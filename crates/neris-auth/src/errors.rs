//! Auth error types.

use std::path::PathBuf;

use crate::types::MfaChallenge;

/// Errors that can occur while negotiating or persisting credentials.
#[derive(Debug, thiserror::Error)]
pub enum AuthError {
    /// The identity provider rejected the request, or refresh and
    /// re-acquisition both failed.
    #[error("authentication failed ({status}): {message}")]
    Authentication {
        /// HTTP status code (0 if no response).
        status: u16,
        /// Response body or error description.
        message: String,
    },

    /// The provider requires an MFA code before issuing tokens.
    ///
    /// Not a failure: resolve it with
    /// [`Negotiator::submit_challenge_response`](crate::Negotiator::submit_challenge_response).
    #[error("MFA challenge required: {}", .0.name)]
    ChallengeRequired(MfaChallenge),

    /// A challenge response was submitted with no challenge pending.
    #[error("no MFA challenge is pending")]
    NoPendingChallenge,

    /// The active grant cannot answer the provider's challenge.
    #[error("cannot answer challenge `{0}` without a username")]
    UnsupportedChallenge(String),

    /// The identity provider returned a success status with an unusable body.
    #[error("malformed token response: {0}")]
    MalformedResponse(String),

    /// Network-level failure reaching the identity provider.
    #[error("transport error: {0}")]
    Transport(#[from] reqwest::Error),

    /// JSON serialization/deserialization failed.
    #[error("JSON error: {0}")]
    Json(#[from] serde_json::Error),

    /// File I/O error.
    #[error("I/O error: {0}")]
    Io(#[from] std::io::Error),
}

impl AuthError {
    /// Build an [`AuthError::Authentication`].
    pub fn authentication(status: u16, message: impl Into<String>) -> Self {
        Self::Authentication {
            status,
            message: message.into(),
        }
    }

    /// Whether the provider rejected the credentials.
    pub fn is_authentication(&self) -> bool {
        matches!(self, Self::Authentication { .. })
    }
}

/// A token cache write failed.
///
/// Never fatal: the in-memory token set stays authoritative.
#[derive(Clone, Debug, PartialEq, Eq, thiserror::Error)]
#[error("token cache write to {} failed: {message}", path.display())]
pub struct PersistenceWarning {
    /// Cache file that could not be written.
    pub path: PathBuf,
    /// Underlying error.
    pub message: String,
}

// ─────────────────────────────────────────────────────────────────────────────
// Tests
// ─────────────────────────────────────────────────────────────────────────────
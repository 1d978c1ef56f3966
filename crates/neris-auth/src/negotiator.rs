//! Authentication state machine.
//!
//! States: `Unauthenticated`, `AwaitingChallenge`, `Authenticated`,
//! `Expired`. Expiry is detected lazily on every check; there is no timer.
//! Negotiations on one negotiator are serialized, and callers that waited
//! for the guard re-check validity before doing any work of their own. A
//! caller that queued behind a failed negotiation gets that failure instead
//! of negotiating again.

use std::sync::Arc;
use std::sync::atomic::{AtomicBool, Ordering};

use chrono::Utc;
use neris_settings::Grant;
use tokio::sync::{Mutex, OnceCell};

use crate::errors::{AuthError, PersistenceWarning};
use crate::provider::{IdentityProvider, ProviderResponse};
use crate::storage::TokenCache;
use crate::store::CredentialStore;
use crate::types::{AuthState, AuthStatus, Authorized, MfaChallenge, ProviderConfig, TokenSet};

/// Result of the most recent negotiation.
#[derive(Debug, Default)]
struct LastOutcome {
    generation: u64,
    /// `(status, message)` of the failure, if it failed.
    failure: Option<(u16, String)>,
}

/// Drives token acquisition, refresh, re-acquisition and MFA for one client.
pub struct Negotiator {
    grant: Grant,
    provider: Arc<dyn IdentityProvider>,
    store: CredentialStore,
    cache: Option<TokenCache>,
    provider_config: OnceCell<ProviderConfig>,
    guard: Mutex<()>,
    pending: parking_lot::Mutex<Option<MfaChallenge>>,
    last_outcome: parking_lot::Mutex<LastOutcome>,
    cache_restored: AtomicBool,
}

impl Negotiator {
    /// Negotiator for `grant` talking to `provider`.
    pub fn new(grant: Grant, provider: Arc<dyn IdentityProvider>) -> Self {
        Self {
            grant,
            provider,
            store: CredentialStore::new(),
            cache: None,
            provider_config: OnceCell::new(),
            guard: Mutex::new(()),
            pending: parking_lot::Mutex::new(None),
            last_outcome: parking_lot::Mutex::new(LastOutcome::default()),
            cache_restored: AtomicBool::new(false),
        }
    }

    /// Persist tokens to `cache`. Only the password grant reads or writes it.
    #[must_use]
    pub fn with_token_cache(mut self, cache: TokenCache) -> Self {
        self.cache = Some(cache);
        self
    }

    /// The active grant.
    pub fn grant(&self) -> &Grant {
        &self.grant
    }

    /// The token cache, if enabled.
    pub fn token_cache(&self) -> Option<&TokenCache> {
        self.cache.as_ref()
    }

    /// Current state.
    pub fn state(&self) -> AuthState {
        if self.pending.lock().is_some() {
            return AuthState::AwaitingChallenge;
        }
        let tokens = self.store.get();
        if tokens.is_unauthenticated() {
            AuthState::Unauthenticated
        } else if tokens.is_valid(Utc::now()) {
            AuthState::Authenticated
        } else {
            AuthState::Expired
        }
    }

    /// Snapshot of the held token set.
    pub fn tokens(&self) -> TokenSet {
        self.store.get()
    }

    /// The pending MFA challenge, if any.
    pub fn pending_challenge(&self) -> Option<MfaChallenge> {
        self.pending.lock().clone()
    }

    /// Replace the held token set, e.g. with one obtained out of band.
    ///
    /// Drops any pending challenge.
    pub fn restore_session(&self, tokens: TokenSet) {
        self.store.set(tokens);
        *self.pending.lock() = None;
    }

    /// Return a usable access token, negotiating if needed.
    ///
    /// While a challenge is pending this fails with
    /// [`AuthError::ChallengeRequired`] and performs no requests. Callers
    /// that waited on a negotiation which failed get
    /// [`AuthError::Authentication`] with the same status and message.
    pub async fn ensure_authenticated(&self) -> Result<Authorized, AuthError> {
        let seen = self.last_outcome.lock().generation;
        if let Some(authorized) = self.check_usable()? {
            return Ok(authorized);
        }

        let _guard = self.guard.lock().await;
        if let Some(authorized) = self.check_usable()? {
            tracing::debug!("token refreshed by a concurrent caller");
            return Ok(authorized);
        }
        if let Some(err) = self.failure_since(seen) {
            tracing::debug!(error = %err, "concurrent negotiation failed");
            return Err(err);
        }

        match self.negotiate_recorded().await? {
            AuthStatus::Authenticated { warning } => Ok(Authorized {
                access_token: self.store.get().access_token,
                warning,
            }),
            AuthStatus::ChallengeRequired(challenge) => Err(AuthError::ChallengeRequired(challenge)),
        }
    }

    /// First phase of interactive authentication.
    ///
    /// Returns the pending challenge again if one is outstanding.
    pub async fn begin_auth(&self) -> Result<AuthStatus, AuthError> {
        let _guard = self.guard.lock().await;
        if let Some(challenge) = self.pending_challenge() {
            return Ok(AuthStatus::ChallengeRequired(challenge));
        }
        if self.store.is_valid(Utc::now()) {
            return Ok(AuthStatus::Authenticated { warning: None });
        }
        self.negotiate_recorded().await
    }

    /// Second phase: answer the pending challenge.
    ///
    /// A rejected code keeps the challenge pending so the caller can try
    /// again; nothing is retried automatically.
    #[tracing::instrument(skip_all)]
    pub async fn submit_challenge_response(&self, code: &str) -> Result<AuthStatus, AuthError> {
        let _guard = self.guard.lock().await;
        let Some(challenge) = self.pending_challenge() else {
            return Err(AuthError::NoPendingChallenge);
        };
        let config = self.provider_config().await?;

        let resp = self
            .provider
            .respond_to_challenge(config, &self.grant, &challenge, code)
            .await
            .inspect_err(|e| tracing::warn!(challenge = %challenge.name, error = %e, "challenge response rejected"))?;
        self.apply(config, resp, None)
    }

    /// Drop the pending challenge and start over on the next call.
    pub fn abandon_challenge(&self) {
        if self.pending.lock().take().is_some() && !self.store.is_valid(Utc::now()) {
            self.store.set(TokenSet::unauthenticated());
        }
    }

    fn check_usable(&self) -> Result<Option<Authorized>, AuthError> {
        if let Some(challenge) = self.pending_challenge() {
            return Err(AuthError::ChallengeRequired(challenge));
        }
        Ok(self
            .store
            .valid_access_token(Utc::now())
            .map(|access_token| Authorized {
                access_token,
                warning: None,
            }))
    }

    async fn provider_config(&self) -> Result<&ProviderConfig, AuthError> {
        self.provider_config
            .get_or_try_init(|| self.provider.provider_config())
            .await
    }

    /// Failure of a negotiation that finished after generation `seen`.
    fn failure_since(&self, seen: u64) -> Option<AuthError> {
        let outcome = self.last_outcome.lock();
        if outcome.generation == seen {
            return None;
        }
        outcome
            .failure
            .as_ref()
            .map(|(status, message)| AuthError::authentication(*status, message.clone()))
    }

    /// [`Self::negotiate`], remembering the outcome for queued callers.
    async fn negotiate_recorded(&self) -> Result<AuthStatus, AuthError> {
        let result = self.negotiate().await;
        let mut outcome = self.last_outcome.lock();
        outcome.generation = outcome.generation.wrapping_add(1);
        outcome.failure = result.as_ref().err().map(|e| match e {
            AuthError::Authentication { status, message } => (*status, message.clone()),
            other => (0, other.to_string()),
        });
        drop(outcome);
        result
    }

    /// Caller must hold the guard.
    #[tracing::instrument(skip_all, fields(grant = %self.grant.kind()))]
    async fn negotiate(&self) -> Result<AuthStatus, AuthError> {
        let config = self.provider_config().await?;
        self.restore_from_cache(config);

        let current = self.store.get();
        if current.is_valid(Utc::now()) {
            return Ok(AuthStatus::Authenticated { warning: None });
        }

        let mut refresh_failed = false;
        if current.has_refresh_token() {
            let refresh_token = current.refresh_token.as_str();
            match self.provider.refresh(config, &self.grant, refresh_token).await {
                Ok(resp) => {
                    tracing::info!("access token refreshed");
                    return self.apply(config, resp, Some(refresh_token));
                }
                Err(e) => {
                    tracing::warn!(error = %e, "token refresh failed, re-acquiring");
                    refresh_failed = true;
                }
            }
        }

        let resp = self
            .provider
            .acquire(config, &self.grant)
            .await
            .map_err(|e| if refresh_failed { fallback_failure(e) } else { e })?;
        self.apply(config, resp, None)
    }

    fn apply(
        &self,
        config: &ProviderConfig,
        resp: ProviderResponse,
        retained_refresh: Option<&str>,
    ) -> Result<AuthStatus, AuthError> {
        match resp {
            ProviderResponse::Tokens(grant) => {
                let tokens = TokenSet::from_grant(grant, Utc::now(), retained_refresh);
                self.store.set(tokens.clone());
                *self.pending.lock() = None;
                tracing::info!(expires_at = %tokens.expires_at, "authenticated");

                let warning = self.persist(config, &tokens);
                Ok(AuthStatus::Authenticated { warning })
            }
            ProviderResponse::Challenge(challenge) => {
                *self.pending.lock() = Some(challenge.clone());
                Ok(AuthStatus::ChallengeRequired(challenge))
            }
        }
    }

    fn restore_from_cache(&self, config: &ProviderConfig) {
        if self.cache_restored.swap(true, Ordering::SeqCst) {
            return;
        }
        let (Some(cache), Some(subject)) = (&self.cache, self.grant.username()) else {
            return;
        };
        if !self.store.get().is_unauthenticated() {
            return;
        }
        if let Some(tokens) = cache.load_for(config, subject) {
            tracing::debug!(path = %cache.path().display(), "restored tokens from cache");
            self.store.set(tokens);
        }
    }

    fn persist(&self, config: &ProviderConfig, tokens: &TokenSet) -> Option<PersistenceWarning> {
        let (Some(cache), Some(subject)) = (&self.cache, self.grant.username()) else {
            return None;
        };
        match cache.save(config, subject, tokens) {
            Ok(()) => None,
            Err(e) => {
                tracing::warn!(path = %cache.path().display(), error = %e, "token cache write failed");
                Some(PersistenceWarning {
                    path: cache.path().to_path_buf(),
                    message: e.to_string(),
                })
            }
        }
    }
}

/// Refresh and re-acquisition both failed. Transport errors keep their type;
/// anything else the provider answered with is an authentication failure.
fn fallback_failure(err: AuthError) -> AuthError {
    match err {
        AuthError::Transport(_) | AuthError::Authentication { .. } => err,
        other => AuthError::authentication(0, format!("re-acquisition failed: {other}")),
    }
}

impl std::fmt::Debug for Negotiator {
    fn fmt(&self, f: &mut std::fmt::Formatter<'_>) -> std::fmt::Result {
        f.debug_struct("Negotiator")
            .field("grant", &self.grant)
            .field("state", &self.state())
            .field("cache", &self.cache)
            .finish_non_exhaustive()
    }
}

// ─────────────────────────────────────────────────────────────────────────────
// Tests
// ─────────────────────────────────────────────────────────────────────────────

━━━━━━━━━━━━━━━━

◆ **PROBLEM TO SOLVE**: Whenever a line includes the word "display", pull it out of the entries.

◆ **RESPONSE BELOW**:
#[error("token cache write to {} failed: {message}", path.display())]
            tracing::debug!(path = %cache.path().display(), "restored tokens from cache");
                tracing::warn!(path = %cache.path().display(), error = %e, "token cache write failed");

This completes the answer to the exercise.